Sorry about the chatter. Now, for something completely different. In my projects, I have always thought of the filtering and preprocessing as steps in the analysis, because it is not uncommon to test several preprocessing algorithms for the same raw data. Thus, I would feel more comfortable having my IDATs in some kind of data_raw folder and then just coding the whole pipeline working from those. I would put my scripts inside the analysis/scripts folder, and create an analysis/Snakefile describing the pipeline. In this approximation, I would leave the data folder empty, I guess.

Problem is, I really like the idea of having tidy, clean data in the data folder so a user could just use the data() function to access it. But I still cannot figure how could one consider preprocessing as part of the pipeline and generate objects in data/ with their correspondent documentation at the same time. I think that maybe I am forcing the compendium limits. In the compendium paper, I see data/ as a starting point, as something documented and fixed from where we start the analysis.
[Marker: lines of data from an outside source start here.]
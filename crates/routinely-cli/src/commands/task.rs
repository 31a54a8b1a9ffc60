//! Task management commands.

use clap::Subcommand;
use routinely_core::{Config, Routine, TaskDraft, TaskStore};

use super::validate_task_input;

#[derive(Subcommand)]
pub enum TaskAction {
    /// Add a task to the routine
    Add {
        /// Task title
        title: String,
        /// Start time (HH:MM)
        #[arg(long)]
        start: String,
        /// End time (HH:MM)
        #[arg(long)]
        end: String,
        /// Task description
        #[arg(long)]
        description: Option<String>,
    },
    /// List the routine in schedule order
    List,
    /// Update a task
    Update {
        /// Task ID
        id: String,
        /// New title
        #[arg(long)]
        title: Option<String>,
        /// New start time (HH:MM)
        #[arg(long)]
        start: Option<String>,
        /// New end time (HH:MM)
        #[arg(long)]
        end: Option<String>,
        /// New description
        #[arg(long)]
        description: Option<String>,
    },
    /// Delete a task
    Delete {
        /// Task ID
        id: String,
    },
    /// Move a task within the day and repack all times
    Move {
        /// Task ID to move
        id: String,
        /// Place the task just before this task ID (omit to move to end of day)
        #[arg(long)]
        before: Option<String>,
    },
}

pub fn run(action: TaskAction) -> Result<(), Box<dyn std::error::Error>> {
    let config = Config::load()?;
    let store = TaskStore::open()?;
    let mut routine = Routine::from_tasks(store.load(), config.default_start_time.as_str());

    match action {
        TaskAction::Add {
            title,
            start,
            end,
            description,
        } => {
            validate_task_input(&title, &start, &end)?;
            let id = routine.add(TaskDraft {
                title,
                start_time: start,
                end_time: end,
                description,
            });
            store.save(routine.tasks())?;
            println!("Task added: {id}");
        }
        TaskAction::List => {
            println!("{}", serde_json::to_string_pretty(routine.tasks())?);
        }
        TaskAction::Update {
            id,
            title,
            start,
            end,
            description,
        } => {
            let mut task = routine
                .tasks()
                .iter()
                .find(|t| t.id == id)
                .cloned()
                .ok_or(format!("Task not found: {id}"))?;

            if let Some(t) = title {
                task.title = t;
            }
            if let Some(s) = start {
                task.start_time = s;
            }
            if let Some(e) = end {
                task.end_time = e;
            }
            if let Some(d) = description {
                task.description = if d.is_empty() { None } else { Some(d) };
            }
            validate_task_input(&task.title, &task.start_time, &task.end_time)?;

            routine.update(task);
            store.save(routine.tasks())?;
            println!("Task updated: {id}");
        }
        TaskAction::Delete { id } => {
            if !routine.remove(&id) {
                return Err(format!("Task not found: {id}").into());
            }
            store.save(routine.tasks())?;
            println!("Task deleted: {id}");
        }
        TaskAction::Move { id, before } => {
            routine.move_task(&id, before.as_deref());
            store.save(routine.tasks())?;
            println!("{}", serde_json::to_string_pretty(routine.tasks())?);
        }
    }

    Ok(())
}
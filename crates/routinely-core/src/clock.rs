//! Wall-clock time arithmetic on "HH:MM" strings.
//!
//! Schedule times are floating wall-clock values with no date or zone
//! attached, so they stay plain strings end to end and all arithmetic
//! happens on minute offsets from midnight.

/// Parse an "HH:MM" string into minutes from midnight.
///
/// Returns `None` for anything that is not two colon-separated integers.
/// Callers substitute their own fallback instead of treating this as an
/// error; schedule computations never fail on bad input.
pub fn time_to_minutes(time: &str) -> Option<i32> {
    let (hours, minutes) = time.split_once(':')?;
    let hours: i32 = hours.parse().ok()?;
    let minutes: i32 = minutes.parse().ok()?;
    Some(hours * 60 + minutes)
}

/// Convert minutes from midnight back to a zero-padded "HH:MM" string.
///
/// Does not wrap at 24 hours (1500 minutes renders as "25:00"); callers
/// are expected to keep values inside a single day.
pub fn minutes_to_time(total_minutes: i32) -> String {
    let hours = total_minutes.div_euclid(60);
    let minutes = total_minutes.rem_euclid(60);
    format!("{hours:02}:{minutes:02}")
}

/// Add a duration in minutes to an "HH:MM" time.
pub fn add_minutes_to_time(time: &str, duration_minutes: i32) -> Option<String> {
    let start = time_to_minutes(time)?;
    Some(minutes_to_time(start + duration_minutes))
}

/// Check that a string has the exact `\d\d:\d\d` shape.
///
/// Used when validating persisted task records at load time.
pub fn is_clock_time(value: &str) -> bool {
    let bytes = value.as_bytes();
    bytes.len() == 5
        && bytes[0].is_ascii_digit()
        && bytes[1].is_ascii_digit()
        && bytes[2] == b':'
        && bytes[3].is_ascii_digit()
        && bytes[4].is_ascii_digit()
}
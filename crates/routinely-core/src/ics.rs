//! iCalendar export.
//!
//! Serializes the task list into a VCALENDAR document with one VEVENT per
//! task. Event times are *floating* local times (no zone marker): the tasks
//! carry wall-clock times only, and every event lands on the calendar date
//! current at encode time. Lines are separated by `\n` and are not folded at
//! 75 octets, matching the planner's original export byte for byte.

use chrono::{DateTime, Local, NaiveDate, Utc};

use crate::task::Task;

const PRODUCT_ID: &str = "-//Routinely//NONSGML v1.0//EN";
const UID_DOMAIN: &str = "routinely.app";

/// Encode `tasks` as an iCalendar document dated today.
///
/// Captures the local date for the events and a single UTC generation
/// timestamp shared by every DTSTAMP in the document.
pub fn generate_ics(tasks: &[Task]) -> String {
    generate_ics_at(tasks, Local::now().date_naive(), Utc::now())
}

/// Encode `tasks` on an explicit calendar date with an explicit generation
/// timestamp. Deterministic; [`generate_ics`] is the clock-capturing wrapper.
pub fn generate_ics_at(tasks: &[Task], date: NaiveDate, generated_at: DateTime<Utc>) -> String {
    let dt_stamp = generated_at.format("%Y%m%dT%H%M%SZ").to_string();

    let mut out = String::new();
    out.push_str("BEGIN:VCALENDAR\n");
    out.push_str("VERSION:2.0\n");
    out.push_str(&format!("PRODID:{PRODUCT_ID}\n"));
    out.push_str("CALSCALE:GREGORIAN\n");

    for task in tasks {
        let dt_start = format_date_time(date, &task.start_time);
        let dt_end = format_date_time(date, &task.end_time);

        out.push_str("BEGIN:VEVENT\n");
        out.push_str(&format!("UID:{dt_start}-{}@{UID_DOMAIN}\n", task.id));
        out.push_str(&format!("DTSTAMP:{dt_stamp}\n"));
        out.push_str(&format!("DTSTART:{dt_start}\n"));
        out.push_str(&format!("DTEND:{dt_end}\n"));
        out.push_str(&format!("SUMMARY:{}\n", escape_summary(&task.title)));
        if let Some(description) = task.description.as_deref().filter(|d| !d.is_empty()) {
            out.push_str(&format!("DESCRIPTION:{}\n", escape_description(description)));
        }
        out.push_str("END:VEVENT\n");
    }

    out.push_str("END:VCALENDAR");
    out
}

/// `YYYYMMDDTHHMMSS` from a calendar date plus an "HH:MM" wall-clock time.
///
/// The time's digits are spliced in verbatim, so even an out-of-range task
/// time round-trips into the document unaltered.
fn format_date_time(date: NaiveDate, time: &str) -> String {
    let compact: String = time.chars().filter(|c| *c != ':').collect();
    format!("{}{compact}00", date.format("%Y%m%d"))
}

/// Escape `;`, `,`, `\` and `"` for a SUMMARY value.
fn escape_summary(title: &str) -> String {
    let mut escaped = String::with_capacity(title.len());
    for c in title.chars() {
        if matches!(c, ';' | ',' | '\\' | '"') {
            escaped.push('\\');
        }
        escaped.push(c);
    }
    escaped
}

/// Escape a DESCRIPTION value.
///
/// Backslash must go first so the backslashes introduced by the newline,
/// semicolon and comma substitutions are not escaped a second time.
fn escape_description(description: &str) -> String {
    description
        .replace('\\', "\\\\")
        .replace('\n', "\\n")
        .replace(';', "\\;")
        .replace(',', "\\,")
}
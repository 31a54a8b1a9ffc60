//! Routine template commands.

use clap::Subcommand;
use routinely_core::{productivity_template, Config, Routine, TaskStore};

#[derive(Subcommand)]
pub enum TemplateAction {
    /// Show the built-in productivity template
    Show,
    /// Replace the current routine with the productivity template
    Load {
        /// Start time for the first block (HH:MM, defaults to the configured day start)
        #[arg(long)]
        start: Option<String>,
    },
}

pub fn run(action: TemplateAction) -> Result<(), Box<dyn std::error::Error>> {
    match action {
        TemplateAction::Show => {
            println!("{}", serde_json::to_string_pretty(&productivity_template())?);
        }
        TemplateAction::Load { start } => {
            let config = Config::load()?;
            let day_start = start.unwrap_or(config.default_start_time);

            let store = TaskStore::open()?;
            let mut routine = Routine::new(day_start);
            routine.load_template(&productivity_template());
            store.save(routine.tasks())?;

            println!("{}", serde_json::to_string_pretty(routine.tasks())?);
        }
    }

    Ok(())
}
But in my projects this is not usually the form.

Unless… I store the IDAT in a data_raw folder, use some scripts to load the dataset into its binary representation (a RGChannelSet in the minfi package), and then store this object in the data/ folder using .RData format. Sorry, I am currently brainstorming, but could this be a valid approach? I think it is kind of a compromise among the options I initially described.

By the way, is it better to store raw data in data/data_raw/ (as you have proposed) than in data/raw_data (as in the README from the rrtools package)?
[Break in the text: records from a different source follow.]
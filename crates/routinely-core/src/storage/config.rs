//! TOML-based application configuration.
//!
//! Stores user preferences:
//! - The day-start time used when repacking and when loading templates
//! - Export defaults for the calendar file
//!
//! Configuration is stored at `~/.config/routinely/config.toml`.

use serde::{Deserialize, Serialize};
use std::path::PathBuf;

use super::data_dir;
use crate::clock::is_clock_time;
use crate::error::ConfigError;

/// Day-start time used when no configuration is present.
pub const DEFAULT_START_TIME: &str = "09:00";

/// Calendar export configuration.
#[derive(Debug, Clone, Serialize, Deserialize)]
pub struct ExportConfig {
    #[serde(default = "default_export_filename")]
    pub filename: String,
}

/// Application configuration.
///
/// Serialized to/from TOML at `~/.config/routinely/config.toml`.
#[derive(Debug, Clone, Serialize, Deserialize)]
pub struct Config {
    /// "HH:MM" time the schedule starts from on reorder and template load.
    #[serde(default = "default_start_time")]
    pub default_start_time: String,
    #[serde(default)]
    pub export: ExportConfig,
}

fn default_start_time() -> String {
    DEFAULT_START_TIME.to_string()
}

fn default_export_filename() -> String {
    "daily_routine.ics".to_string()
}

impl Default for ExportConfig {
    fn default() -> Self {
        Self {
            filename: default_export_filename(),
        }
    }
}

impl Default for Config {
    fn default() -> Self {
        Self {
            default_start_time: default_start_time(),
            export: ExportConfig::default(),
        }
    }
}

impl Config {
    fn path() -> Result<PathBuf, ConfigError> {
        let dir = data_dir().map_err(|e| ConfigError::LoadFailed {
            path: PathBuf::from("."),
            message: e.to_string(),
        })?;
        Ok(dir.join("config.toml"))
    }

    /// Load from disk, or return defaults when no config file exists.
    ///
    /// # Errors
    /// Returns an error if the file exists but cannot be parsed.
    pub fn load() -> Result<Self, ConfigError> {
        let path = Self::path()?;
        match std::fs::read_to_string(&path) {
            Ok(content) => toml::from_str(&content).map_err(|e| ConfigError::LoadFailed {
                path,
                message: e.to_string(),
            }),
            Err(_) => Ok(Self::default()),
        }
    }

    /// Persist to disk.
    ///
    /// # Errors
    /// Returns an error if the config cannot be serialized or written.
    pub fn save(&self) -> Result<(), ConfigError> {
        let path = Self::path().map_err(|e| ConfigError::SaveFailed {
            path: PathBuf::from("."),
            message: e.to_string(),
        })?;
        let content = toml::to_string_pretty(self).map_err(|e| ConfigError::SaveFailed {
            path: path.clone(),
            message: e.to_string(),
        })?;
        std::fs::write(&path, content).map_err(|e| ConfigError::SaveFailed {
            path,
            message: e.to_string(),
        })
    }

    /// Update the day-start time, validating the "HH:MM" shape.
    ///
    /// # Errors
    /// Returns an error if `value` is not a clock time.
    pub fn set_default_start_time(&mut self, value: &str) -> Result<(), ConfigError> {
        if !is_clock_time(value) {
            return Err(ConfigError::InvalidValue {
                key: "default_start_time".to_string(),
                message: format!("'{value}' is not an HH:MM time"),
            });
        }
        self.default_start_time = value.to_string();
        Ok(())
    }
}

#[cfg(test)]
mod tests {
    use super::*;

    #[test]
    fn test_defaults() {
        let config = Config::default();
        assert_eq!(config.default_start_time, "09:00");
        assert_eq!(config.export.filename, "daily_routine.ics");
    }

    #[test]
    fn test_partial_toml_fills_defaults() {
        let config: Config = toml::from_str("default_start_time = \"07:30\"").unwrap();
        assert_eq!(config.default_start_time, "07:30");
        assert_eq!(config.export.filename, "daily_routine.ics");

        let config: Config = toml::from_str("").unwrap();
        assert_eq!(config.default_start_time, "09:00");
    }

    #[test]
    fn test_set_default_start_time_validates() {
        let mut config = Config::default();
        assert!(config.set_default_start_time("06:15").is_ok());
        assert_eq!(config.default_start_time, "06:15");

        assert!(config.set_default_start_time("6:15").is_err());
        assert!(config.set_default_start_time("noon").is_err());
        assert_eq!(config.default_start_time, "06:15");
    }

    #[test]
    fn test_round_trips_through_toml() {
        let mut config = Config::default();
        config.default_start_time = "08:00".to_string();
        config.export.filename = "day.ics".to_string();

        let content = toml::to_string_pretty(&config).unwrap();
        let decoded: Config = toml::from_str(&content).unwrap();
        assert_eq!(decoded.default_start_time, "08:00");
        assert_eq!(decoded.export.filename, "day.ics");
    }
}
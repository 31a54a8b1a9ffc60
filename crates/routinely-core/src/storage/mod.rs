mod config;
mod task_store;

pub use config::{Config, ExportConfig, DEFAULT_START_TIME};
pub use task_store::TaskStore;

use std::path::PathBuf;

use crate::error::StoreError;

/// Returns `~/.config/routinely/`, creating it if needed.
///
/// Set ROUTINELY_DATA_DIR to point at a different directory (tests and
/// development use this to keep real user data untouched).
pub fn data_dir() -> Result<PathBuf, StoreError> {
    let dir = match std::env::var_os("ROUTINELY_DATA_DIR") {
        Some(dir) => PathBuf::from(dir),
        None => dirs::home_dir()
            .unwrap_or_else(|| PathBuf::from("."))
            .join(".config")
            .join("routinely"),
    };

    std::fs::create_dir_all(&dir).map_err(|e| StoreError::DataDir(e.to_string()))?;
    Ok(dir)
}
As a final note, I would like to say that I loved the idea of integrating the compendium and the Dockerfile so the continuous integration uses the Docker image to execute the workflow. That is the exact point I would love to arrive to. If my oldest projects here would have been designed that way, I would have at least a mechanism to know if they are still working today.
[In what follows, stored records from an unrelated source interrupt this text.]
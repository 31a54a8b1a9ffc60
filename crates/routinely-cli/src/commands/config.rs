//! Configuration commands.

use clap::Subcommand;
use routinely_core::Config;

#[derive(Subcommand)]
pub enum ConfigAction {
    /// Show the current configuration
    Show,
    /// Set a configuration value
    Set {
        /// Configuration key (default_start_time, export.filename)
        key: String,
        /// New value
        value: String,
    },
}

pub fn run(action: ConfigAction) -> Result<(), Box<dyn std::error::Error>> {
    match action {
        ConfigAction::Show => {
            let config = Config::load()?;
            println!("default_start_time = {}", config.default_start_time);
            println!("export.filename = {}", config.export.filename);
        }
        ConfigAction::Set { key, value } => {
            let mut config = Config::load()?;
            match key.as_str() {
                "default_start_time" => config.set_default_start_time(&value)?,
                "export.filename" => config.export.filename = value,
                other => return Err(format!("unknown config key: {other}").into()),
            }
            config.save()?;
            println!("Config updated");
        }
    }

    Ok(())
}
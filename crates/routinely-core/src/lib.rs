//! # Routinely Core Library
//!
//! Core logic for Routinely, a single-user daily routine planner built
//! around time-blocked tasks. The CLI binary is a thin layer over this
//! library; every operation is available programmatically.
//!
//! ## Architecture
//!
//! - **Clock**: wall-clock "HH:MM" arithmetic on minute offsets
//! - **Reorder engine**: drag-and-drop reordering that re-derives a
//!   contiguous schedule from the new list order
//! - **Calendar encoder**: iCalendar export with floating event times
//! - **Templates**: fixed seed lists instantiated into fresh routines
//! - **Storage**: one JSON task blob plus TOML configuration
//!
//! The schedule computations are pure and infallible: bad input degrades
//! to local fallbacks (unknown ids are no-ops, corrupt durations become
//! 60 minutes, malformed persisted state loads as an empty routine).
//! Only storage and configuration return errors.

pub mod clock;
pub mod error;
pub mod ics;
pub mod reorder;
pub mod routine;
pub mod storage;
pub mod task;
pub mod template;

pub use error::{ConfigError, CoreError, StoreError};
pub use ics::{generate_ics, generate_ics_at};
pub use reorder::{reorder, FALLBACK_DURATION_MINUTES};
pub use routine::Routine;
pub use storage::{Config, TaskStore, DEFAULT_START_TIME};
pub use task::{Task, TaskDraft, DEFAULT_TASK_COLOR, TASK_COLORS};
pub use template::{instantiate, productivity_template, TemplateItem};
The small project that raised this question is probably being halted today, but I am going to search for another candidate to try to set up a proof of concept. I will try to keep you informed about my attempt.

Thanks again.

Yes, it seems like you’re on the right track. It can be a challenge to organise preprocessing and the main analysis in a way that is both conventional for your field and as transparent and logical as possible.

Please don’t feel too constrained by the rrtools model, for example data_raw and raw_data are interchangable (my mistake for being inconsistent!), and if it makes more sense for you to have data/data_raw, data/data_intermediate and data/data_final, then go for it.

Our most important messages with rrtools are more generic, such as separation of data and method, transparency of workflow, re-usability of data and method by other researchers, etc. Sounds like your approach is pretty well aligned with those principles, although you face challenges we have not seen in our work that led to rrtools. It would be great to take a look a repo where you’re solving these problems, if that’s possible.